Another variable to assess in a candidate building, or to alter in the new design, is the number and position of elevator cores. Residential buildings have lighter elevator requirements than commercial, Cetra says, and in the latter, “usually, the cores are not in the best, most efficient place for conversion. Stairs were placed near the exterior walls so they provided a window into the stairwell, which is no longer required. So you want to move those inboard to take advantage of whatever perimeter you can get...potentially cutting down the number of elevators to a third, depending upon how big the floorplates are and how many units.”

Ceiling heights in older commercial buildings tend to be generous, a plus for post-conversion occupants' quality of life, though from developers' perspective it can be too much of a good thing: 13- to 15-foot ceilings do not maximize rentable space. Such large spaces are also inefficient to heat. Bafitis views 10 to 12 feet as a sweet spot between overscaled ceilings and the 8 to 8½ feet often seen in postwar construction, arguably an artifact of standardized timber lengths and widely regarded as conducive to claustrophobia.

The challenge of a suboptimally configured building can inspire imaginative solutions, not all of which prove feasible. Deep interior spaces in former offices, far from windows, can become dens or home offices. “You could take a large floorplate and you can do a perimeter,” Cetra says. “You use the perimeter for residential, but then you create a different use in the center.”
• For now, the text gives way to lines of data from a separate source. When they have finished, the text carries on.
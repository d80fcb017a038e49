//! Device matching
//!
//! A [`DeviceDescriptor`] is an ordered key/value description of a device
//! (`manufacturer`, `model`, `serial`, ...). Profiles embed such a
//! description in their `meta` tag; [`compare`] scores how well one
//! description matches another, and [`crate::ProfileSet::device_rank`]
//! orders a set of profiles by that score.

/// Allowed relative drift when comparing numeric values
pub const MATCH_DELTA: f64 = 0.0005;

const AUTOMATIC_KEYS: [&str; 2] = ["OYRANOS_automatic_generated", "OPENICC_automatic_generated"];

/// Scores of one device key
#[derive(Debug, Clone, PartialEq, Eq)]
pub struct RankEntry {
    pub key: String,
    /// Added when both sides carry matching values
    pub match_value: i32,
    /// Added when both sides carry the key with different values
    pub none_match_value: i32,
    /// Added when only the profile side carries the key
    pub not_found_value: i32,
}

impl RankEntry {
    pub fn new(key: impl Into<String>, match_value: i32, none_match_value: i32, not_found_value: i32) -> Self {
        Self {
            key: key.into(),
            match_value,
            none_match_value,
            not_found_value,
        }
    }
}

/// Per key scores used by [`compare`]
#[derive(Debug, Clone, PartialEq, Eq, Default)]
pub struct RankMap {
    entries: Vec<RankEntry>,
}

impl RankMap {
    pub fn new(entries: Vec<RankEntry>) -> Self {
        Self { entries }
    }

    /// Weights for typical devices
    pub fn default_map() -> Self {
        Self::new(vec![
            RankEntry::new("device_name", 2, -1, 0),
            // persistence only
            RankEntry::new("profile_name", 0, 0, 0),
            RankEntry::new("manufacturer", 1, -1, 0),
            RankEntry::new("model", 5, -5, 0),
            RankEntry::new("serial", 10, -2, 0),
            RankEntry::new("host", 1, 0, 0),
            RankEntry::new("system_port", 2, 0, 0),
            RankEntry::new("driver_version", 1, 0, 0),
        ])
    }

    pub fn get(&self, key: &str) -> Option<&RankEntry> {
        self.entries.iter().find(|e| e.key == key)
    }

    pub fn entries(&self) -> &[RankEntry] {
        &self.entries
    }
}

/// Ordered key/value device description
#[derive(Debug, Clone, PartialEq, Default)]
pub struct DeviceDescriptor {
    options: Vec<(String, String)>,
    rank_map: Option<RankMap>,
}

impl DeviceDescriptor {
    pub fn new() -> Self {
        Self::default()
    }

    /// Build from key/value pairs
    pub fn from_pairs<K, V>(pairs: impl IntoIterator<Item = (K, V)>) -> Self
    where
        K: Into<String>,
        V: Into<String>,
    {
        let mut device = Self::new();
        for (key, value) in pairs {
            device.set(key, value);
        }
        device
    }

    pub fn with_rank_map(mut self, rank_map: RankMap) -> Self {
        self.rank_map = Some(rank_map);
        self
    }

    pub fn rank_map(&self) -> Option<&RankMap> {
        self.rank_map.as_ref()
    }

    /// Set `key`, replacing an earlier value in place
    pub fn set(&mut self, key: impl Into<String>, value: impl Into<String>) {
        let key = key.into();
        let value = value.into();
        match self.options.iter_mut().find(|(k, _)| *k == key) {
            Some((_, v)) => *v = value,
            None => self.options.push((key, value)),
        }
    }

    pub fn get(&self, key: &str) -> Option<&str> {
        self.options
            .iter()
            .find(|(k, _)| k == key)
            .map(|(_, v)| v.as_str())
    }

    pub fn iter(&self) -> impl Iterator<Item = (&str, &str)> {
        self.options.iter().map(|(k, v)| (k.as_str(), v.as_str()))
    }

    pub fn len(&self) -> usize {
        self.options.len()
    }

    pub fn is_empty(&self) -> bool {
        self.options.is_empty()
    }

    /// Whether the profile was generated without measurement
    pub fn is_automatic(&self) -> bool {
        AUTOMATIC_KEYS.iter().any(|k| self.get(k) == Some("1"))
    }

    /// Value of the pattern key belonging to device key `key`
    ///
    /// The first key in pattern order containing `key` answers, so
    /// `EDID_model` answers for `model`; an equal key is not preferred.
    fn pattern_value(&self, key: &str) -> Option<&str> {
        self.options
            .iter()
            .find(|(k, _)| k.contains(key))
            .map(|(_, v)| v.as_str())
    }
}

/// Compare two dictionary values
///
/// Both sides may hold comma separated alternatives. Two alternatives
/// match when they are equal as strings, as integers, or as floats
/// within `delta`.
pub fn dict_match(text: &str, pattern: &str, delta: f64) -> bool {
    text.split(',').any(|t| {
        let t_int = t.trim().parse::<i64>().ok();
        let t_dbl = t.trim().parse::<f64>().ok();
        pattern.split(',').any(|p| {
            if t == p {
                return true;
            }
            if let (Some(a), Some(b)) = (t_int, p.trim().parse::<i64>().ok()) {
                if a == b {
                    return true;
                }
            }
            matches!((t_dbl, p.trim().parse::<f64>().ok()), (Some(a), Some(b)) if (a - b).abs() / 2.0 < delta)
        })
    })
}

/// Rank of `device` against `pattern`
///
/// Every key of `device` found in `pattern` adds the match or mismatch
/// score of the rank map; keys missing from `pattern` add the not found
/// score. The rank map of `device` is preferred over the one of
/// `pattern`; without any map each match counts 1.
pub fn compare(device: &DeviceDescriptor, pattern: &DeviceDescriptor) -> i32 {
    let rank_map = device.rank_map().or(pattern.rank_map());
    let mut rank = 0;

    for (key, value) in device.iter() {
        let entry = rank_map.and_then(|map| map.get(key));
        match pattern.pattern_value(key) {
            Some(wanted) if dict_match(value, wanted, MATCH_DELTA) => match (rank_map, entry) {
                (Some(_), Some(entry)) => rank += entry.match_value,
                (Some(_), None) => {}
                (None, _) => rank += 1,
            },
            Some(_) => rank += entry.map_or(0, |e| e.none_match_value),
            None => rank += entry.map_or(0, |e| e.not_found_value),
        }
    }

    rank
}

/// Rank of a profile's embedded `device` against `pattern`
///
/// Automatically generated profiles lose 13 points when they claim a
/// serial number and 2 points otherwise.
pub fn profile_rank(device: &DeviceDescriptor, pattern: &DeviceDescriptor) -> i32 {
    let mut rank = compare(device, pattern);
    if device.is_automatic() {
        rank -= if device.get("serial").is_some() { 13 } else { 2 };
        log::debug!("automatic generated profile, rank now {}", rank);
    }
    rank
}

#[cfg(test)]
mod tests {
    use super::*;

    fn acme(serial: Option<&str>) -> DeviceDescriptor {
        let mut device = DeviceDescriptor::from_pairs([("manufacturer", "Acme"), ("model", "X1")]);
        if let Some(serial) = serial {
            device.set("serial", serial);
        }
        device
    }

    #[test]
    fn test_dict_match() {
        assert!(dict_match("Acme", "Acme", MATCH_DELTA));
        assert!(dict_match("a,b,c", "x,c", MATCH_DELTA));
        assert!(dict_match("007", "7", MATCH_DELTA));
        assert!(dict_match("2.2", "2.2009", MATCH_DELTA));
        assert!(!dict_match("2.2", "2.21", MATCH_DELTA));
        assert!(!dict_match("Acme", "acme", MATCH_DELTA));
    }

    #[test]
    fn test_set_replaces() {
        let mut device = acme(None);
        device.set("model", "X2");
        assert_eq!(device.len(), 2);
        assert_eq!(device.get("model"), Some("X2"));
    }

    #[test]
    fn test_compare_without_map() {
        let pattern = acme(Some("0001"));
        assert_eq!(compare(&acme(None), &pattern), 2);
        assert_eq!(compare(&acme(Some("0001")), &pattern), 3);
        assert_eq!(compare(&acme(Some("0002")), &pattern), 2);
    }

    #[test]
    fn test_compare_with_default_map() {
        let pattern = acme(Some("0001")).with_rank_map(RankMap::default_map());
        assert_eq!(compare(&acme(None), &pattern), 6);
        assert_eq!(compare(&acme(Some("0001")), &pattern), 16);
        assert_eq!(compare(&acme(Some("0002")), &pattern), 4);

        let other = DeviceDescriptor::from_pairs([("manufacturer", "Other"), ("model", "Y")]);
        assert_eq!(compare(&other, &pattern), -6);
    }

    #[test]
    fn test_prefixed_pattern_keys() {
        let pattern = DeviceDescriptor::from_pairs([("EDID_model", "X1")]);
        assert_eq!(compare(&acme(None), &pattern), 1);
    }

    #[test]
    fn test_pattern_keys_in_pattern_order() {
        // the earlier containing key answers even with an equal key later
        let pattern = DeviceDescriptor::from_pairs([("EDID_model", "Y"), ("model", "X1")]);
        assert_eq!(pattern.pattern_value("model"), Some("Y"));
        assert_eq!(compare(&acme(None), &pattern), 0);

        let pattern = DeviceDescriptor::from_pairs([("model", "X1"), ("EDID_model", "Y")]);
        assert_eq!(compare(&acme(None), &pattern), 1);
    }

    #[test]
    fn test_automatic_penalty() {
        let pattern = acme(Some("0001"));
        let mut generated = acme(None);
        generated.set("OPENICC_automatic_generated", "1");
        assert_eq!(profile_rank(&generated, &pattern), 0);

        generated.set("serial", "0001");
        assert_eq!(profile_rank(&generated, &pattern), 3 - 13);
    }
}
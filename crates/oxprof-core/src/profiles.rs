//! Profile sets
//!
//! A [`ProfileSet`] is an ordered list of shared profiles, usually
//! selected from the scan cache by signature patterns and then ordered
//! against a device with [`ProfileSet::device_rank`].

use std::path::Path;
use std::sync::Arc;

use crate::cache::ProfileCache;
use crate::container::{ParentKind, RefContainer};
use crate::device::{self, DeviceDescriptor};
use crate::error::Result;
use crate::icc::{Signature, SignatureKind};
use crate::profile::Profile;
use crate::role::StandardRole;

/// Profile selections for common purposes
#[derive(Debug, Clone, Copy, PartialEq, Eq, Hash)]
pub enum ProfileClass {
    EditingRgb,
    EditingCmyk,
    EditingXyz,
    EditingLab,
    EditingGray,
    AssumedRgb,
    AssumedCmyk,
    AssumedXyz,
    AssumedLab,
    AssumedGray,
    /// The assumed web profile only, without scanning
    AssumedWeb,
    Proof,
    /// Every device and color space profile
    Any,
}

impl ProfileClass {
    /// Standard role supplying the default of this class
    pub const fn role(self) -> Option<StandardRole> {
        match self {
            Self::EditingRgb => Some(StandardRole::EditingRgb),
            Self::EditingCmyk => Some(StandardRole::EditingCmyk),
            Self::EditingXyz => Some(StandardRole::EditingXyz),
            Self::EditingLab => Some(StandardRole::EditingLab),
            Self::EditingGray => Some(StandardRole::EditingGray),
            Self::AssumedRgb => Some(StandardRole::AssumedRgb),
            Self::AssumedCmyk => Some(StandardRole::AssumedCmyk),
            Self::AssumedXyz => Some(StandardRole::AssumedXyz),
            Self::AssumedLab => Some(StandardRole::AssumedLab),
            Self::AssumedGray => Some(StandardRole::AssumedGray),
            Self::AssumedWeb => Some(StandardRole::AssumedWeb),
            Self::Proof => Some(StandardRole::Proof),
            Self::Any => None,
        }
    }

    /// Class and color space patterns selecting this class
    pub fn patterns(self) -> Vec<Profile> {
        const CMYK_CLASSES: [Signature; 4] = [
            Signature::OUTPUT_CLASS,
            Signature::INPUT_CLASS,
            Signature::DISPLAY_CLASS,
            Signature::COLOR_SPACE_CLASS,
        ];
        const EDITING_CLASSES: [Signature; 3] = [
            Signature::COLOR_SPACE_CLASS,
            Signature::INPUT_CLASS,
            Signature::DISPLAY_CLASS,
        ];

        match self {
            Self::EditingRgb | Self::AssumedRgb => class_patterns(&EDITING_CLASSES, Some(Signature::RGB_DATA)),
            Self::EditingXyz | Self::AssumedXyz => class_patterns(&EDITING_CLASSES, Some(Signature::XYZ_DATA)),
            Self::EditingLab | Self::AssumedLab => class_patterns(&EDITING_CLASSES, Some(Signature::LAB_DATA)),
            Self::EditingCmyk | Self::AssumedCmyk => class_patterns(&CMYK_CLASSES, Some(Signature::CMYK_DATA)),
            Self::EditingGray | Self::AssumedGray => class_patterns(
                &[
                    Signature::INPUT_CLASS,
                    Signature::DISPLAY_CLASS,
                    Signature::COLOR_SPACE_CLASS,
                ],
                Some(Signature::GRAY_DATA),
            ),
            Self::Proof => {
                let mut patterns = class_patterns(
                    &[Signature::OUTPUT_CLASS, Signature::DISPLAY_CLASS],
                    Some(Signature::RGB_DATA),
                );
                patterns.extend(class_patterns(&CMYK_CLASSES, Some(Signature::CMYK_DATA)));
                patterns
            }
            Self::Any => class_patterns(
                &[
                    Signature::COLOR_SPACE_CLASS,
                    Signature::INPUT_CLASS,
                    Signature::OUTPUT_CLASS,
                    Signature::DISPLAY_CLASS,
                ],
                None,
            ),
            Self::AssumedWeb => Vec::new(),
        }
    }
}

fn class_patterns(classes: &[Signature], color_space: Option<Signature>) -> Vec<Profile> {
    classes
        .iter()
        .map(|&class| {
            let mut pattern = Profile::from_signature(class, SignatureKind::Class);
            if let Some(color_space) = color_space {
                pattern.set_signature(color_space, SignatureKind::ColorSpace);
            }
            pattern
        })
        .collect()
}

/// Ordered list of shared profiles
#[derive(Debug, Clone)]
pub struct ProfileSet {
    list: RefContainer<Profile>,
}

impl Default for ProfileSet {
    fn default() -> Self {
        Self::new()
    }
}

impl ProfileSet {
    pub fn new() -> Self {
        Self {
            list: RefContainer::new(ParentKind::ProfileSet),
        }
    }

    /// Select profiles from the scan cache
    ///
    /// A profile is kept when it matches any of `patterns` (or
    /// `patterns` is empty). Unless `allow_duplicates` is set, a profile
    /// equal to an earlier member is skipped.
    pub fn create(cache: &ProfileCache, patterns: &[Profile], allow_duplicates: bool) -> Result<Self> {
        let mut set = Self::new();
        for profile in cache.profiles()? {
            if !patterns.is_empty() && !patterns.iter().any(|pattern| profile.matches(pattern)) {
                continue;
            }
            if !allow_duplicates && set.iter().any(|member| member.equal(&profile)) {
                log::trace!("skipping duplicate {}", profile.get_id());
                continue;
            }
            set.move_in(profile, None)?;
        }
        Ok(set)
    }

    /// Profiles of `class` and the position of the configured default
    ///
    /// The default is found by comparing file names with the file
    /// configured for the class role.
    pub fn for_standard_class(cache: &ProfileCache, class: ProfileClass) -> Result<(Self, Option<usize>)> {
        if class == ProfileClass::AssumedWeb {
            let mut set = Self::new();
            set.move_in(Profile::from_standard_role(cache, StandardRole::AssumedWeb)?, None)?;
            return Ok((set, Some(0)));
        }

        let set = Self::create(cache, &class.patterns(), false)?;

        let default_name = class
            .role()
            .map(|role| cache.settings().role_file(role).unwrap_or(role.default_file()))
            .and_then(|name| Path::new(name).file_name());
        let current = default_name.and_then(|default_name| {
            set.iter().position(|profile| {
                profile
                    .file_name()
                    .and_then(|name| Path::new(name).file_name())
                    .is_some_and(|name| name == default_name)
            })
        });

        Ok((set, current))
    }

    pub fn count(&self) -> usize {
        self.list.count()
    }

    pub fn is_empty(&self) -> bool {
        self.list.is_empty()
    }

    /// New reference to member `pos`
    pub fn get(&self, pos: usize) -> Option<Arc<Profile>> {
        self.list.get_ref(pos)
    }

    pub fn iter(&self) -> impl Iterator<Item = &Arc<Profile>> + '_ {
        self.list.iter()
    }

    /// Insert `profile` at `pos`, appending when `None` or out of range
    pub fn move_in(&mut self, profile: Arc<Profile>, pos: Option<usize>) -> Result<()> {
        self.list.check_parent(ParentKind::ProfileSet)?;
        self.list.move_in(profile, pos)
    }

    pub fn release_at(&mut self, pos: usize) {
        self.list.release_at(pos);
    }

    /// Order members by how well their embedded device matches `device`
    ///
    /// Returns the ranks in the new member order. Members of equal rank
    /// keep their previous relative order.
    pub fn device_rank(&mut self, device: &DeviceDescriptor) -> Vec<i32> {
        let mut ranks: Vec<i32> = self
            .list
            .iter()
            .map(|profile| device::profile_rank(&profile.device_get(), device))
            .collect();
        self.list.sort_by_rank(&mut ranks);
        ranks
    }
}

#[cfg(test)]
mod tests {
    use super::*;

    #[test]
    fn test_patterns() {
        assert_eq!(ProfileClass::EditingRgb.patterns().len(), 3);
        assert_eq!(ProfileClass::Proof.patterns().len(), 6);
        assert_eq!(ProfileClass::EditingGray.patterns().len(), 3);
        assert!(ProfileClass::AssumedWeb.patterns().is_empty());

        let any = ProfileClass::Any.patterns();
        assert_eq!(any.len(), 4);
        assert!(
            any.iter()
                .all(|p| p.get_signature(SignatureKind::Class) != Signature::default())
        );

        for pattern in ProfileClass::AssumedCmyk.patterns() {
            assert_eq!(pattern.get_signature(SignatureKind::ColorSpace), Signature::CMYK_DATA);
        }
    }

    #[test]
    fn test_roles() {
        assert_eq!(ProfileClass::Proof.role(), Some(StandardRole::Proof));
        assert_eq!(ProfileClass::Any.role(), None);
    }

    #[test]
    fn test_move_in_and_release() {
        let mut set = ProfileSet::new();
        let a = Arc::new(Profile::from_signature(Signature::RGB_DATA, SignatureKind::ColorSpace));
        let b = Arc::new(Profile::from_signature(Signature::CMYK_DATA, SignatureKind::ColorSpace));
        set.move_in(Arc::clone(&a), None).unwrap();
        set.move_in(Arc::clone(&b), Some(0)).unwrap();
        assert_eq!(set.count(), 2);
        assert!(Arc::ptr_eq(&set.get(0).unwrap(), &b));

        set.release_at(0);
        assert!(Arc::ptr_eq(&set.get(0).unwrap(), &a));
        assert!(set.get(1).is_none());
    }
}
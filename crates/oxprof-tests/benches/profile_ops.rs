//! Profile Set Benchmarks
//!
//! Scan cache rebuilds, pattern selection and device ranking over a
//! scratch directory of synthetic profiles.

use criterion::{BenchmarkId, Criterion, black_box, criterion_group, criterion_main};
use oxprof_core::{DeviceDescriptor, Profile, ProfileSet, RankMap, Signature, SignatureKind};
use oxprof_tests::ProfileDir;
use oxprof_tests::fixtures::device_profile;

const MODELS: [&str; 4] = ["X1", "X2", "Y1", "Z9"];

/// Directory with `count` display profiles spread over a few models
fn populate(count: usize) -> ProfileDir {
    let dir = ProfileDir::new().expect("temp dir");
    for i in 0..count {
        let model = MODELS[i % MODELS.len()];
        let serial = format!("{}", i % 7);
        let data = device_profile(
            &format!("Display {:04}", i),
            &[("manufacturer", "Acme"), ("model", model), ("serial", serial.as_str())],
        );
        dir.add(&format!("display_{:04}.icc", i), &data).expect("write profile");
    }
    dir
}

fn bench_scan(c: &mut Criterion) {
    let mut group = c.benchmark_group("scan");
    group.sample_size(20);

    for count in [16, 128].iter() {
        let dir = populate(*count);
        group.bench_with_input(BenchmarkId::new("rebuild", count), &dir, |b, dir| {
            b.iter(|| {
                let cache = dir.cache();
                black_box(cache.profiles().map(|p| p.len()).unwrap_or(0))
            })
        });
    }

    group.finish();
}

fn bench_select(c: &mut Criterion) {
    let mut group = c.benchmark_group("select");

    for count in [16, 128].iter() {
        let dir = populate(*count);
        let cache = dir.cache();
        let _ = cache.refresh();

        group.bench_with_input(BenchmarkId::new("display_rgb", count), &cache, |b, cache| {
            b.iter(|| {
                let mut pattern = Profile::from_signature(Signature::DISPLAY_CLASS, SignatureKind::Class);
                pattern.set_signature(Signature::RGB_DATA, SignatureKind::ColorSpace);
                black_box(ProfileSet::create(cache, &[pattern], false).map(|s| s.count()))
            })
        });

        group.bench_with_input(BenchmarkId::new("device_rank", count), &cache, |b, cache| {
            let device = DeviceDescriptor::from_pairs([("manufacturer", "Acme"), ("model", "X2"), ("serial", "3")])
                .with_rank_map(RankMap::default_map());
            b.iter(|| {
                let Ok(mut set) = ProfileSet::create(cache, &[], true) else {
                    return 0;
                };
                black_box(set.device_rank(&device)).len()
            })
        });
    }

    group.finish();
}

criterion_group!(benches, bench_scan, bench_select);
criterion_main!(benches);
The obstacles have been effectively surmounted when architects have adequate client support and the opportunity to make strategic alterations. “The big challenge is zoning,” comments Claire Weisz, founding partner of WXY Architecture + Urban Design in New York City. Reconceiving single buildings' programs or combining uses on a civic scale to create “the vertical city,” she says, is “a zoning challenge; it's a financing challenge. But I don't think it's a huge architectural challenge, because actually, in general, commercial buildings are flexible. There's been a huge number of residential conversions, and even some larger ones have come up with clever things like carving courts out in various floors, moving facades back, or doubling the facade so you get an outdoor space.”

Adaptive reuse projects, in general, benefit from the strength-to-weight ratio, construction speed, flexibility, and recyclability of structural steel (see “Weight Watching: Adaptive Reuse with Structural Steel,” Architectural Record Continuing Education, November 2015), a clear advantage when relocating elevator cores, facades, or other components to optimize a commercial building's square footage for residential use.

Weisz’s optimism about these projects is grounded in the contextual details of sustainable urbanism: energy systems, circulation, management of light and airflow. “The world has recognized all-electric as an idea,” she says, “and because of that, I think architecture can be more flexible. You're worried less about gas lines in buildings. We've had our exiting and egress laws that are not so dissimilar between office buildings and residential,” with certain nuanced exceptions (e.g., in New York City, scissor stairs are allowed in residential buildings but not commercial buildings). The challenge, she believes, is not so much to shoehorn new uses into fixed spaces as to create projects that convince “policymakers, planners, and communities why flexible conversions, and being able to actually have even office space and residential space in the same building, might be a good way to go....Adapting buildings that already exist is the challenge of our time.”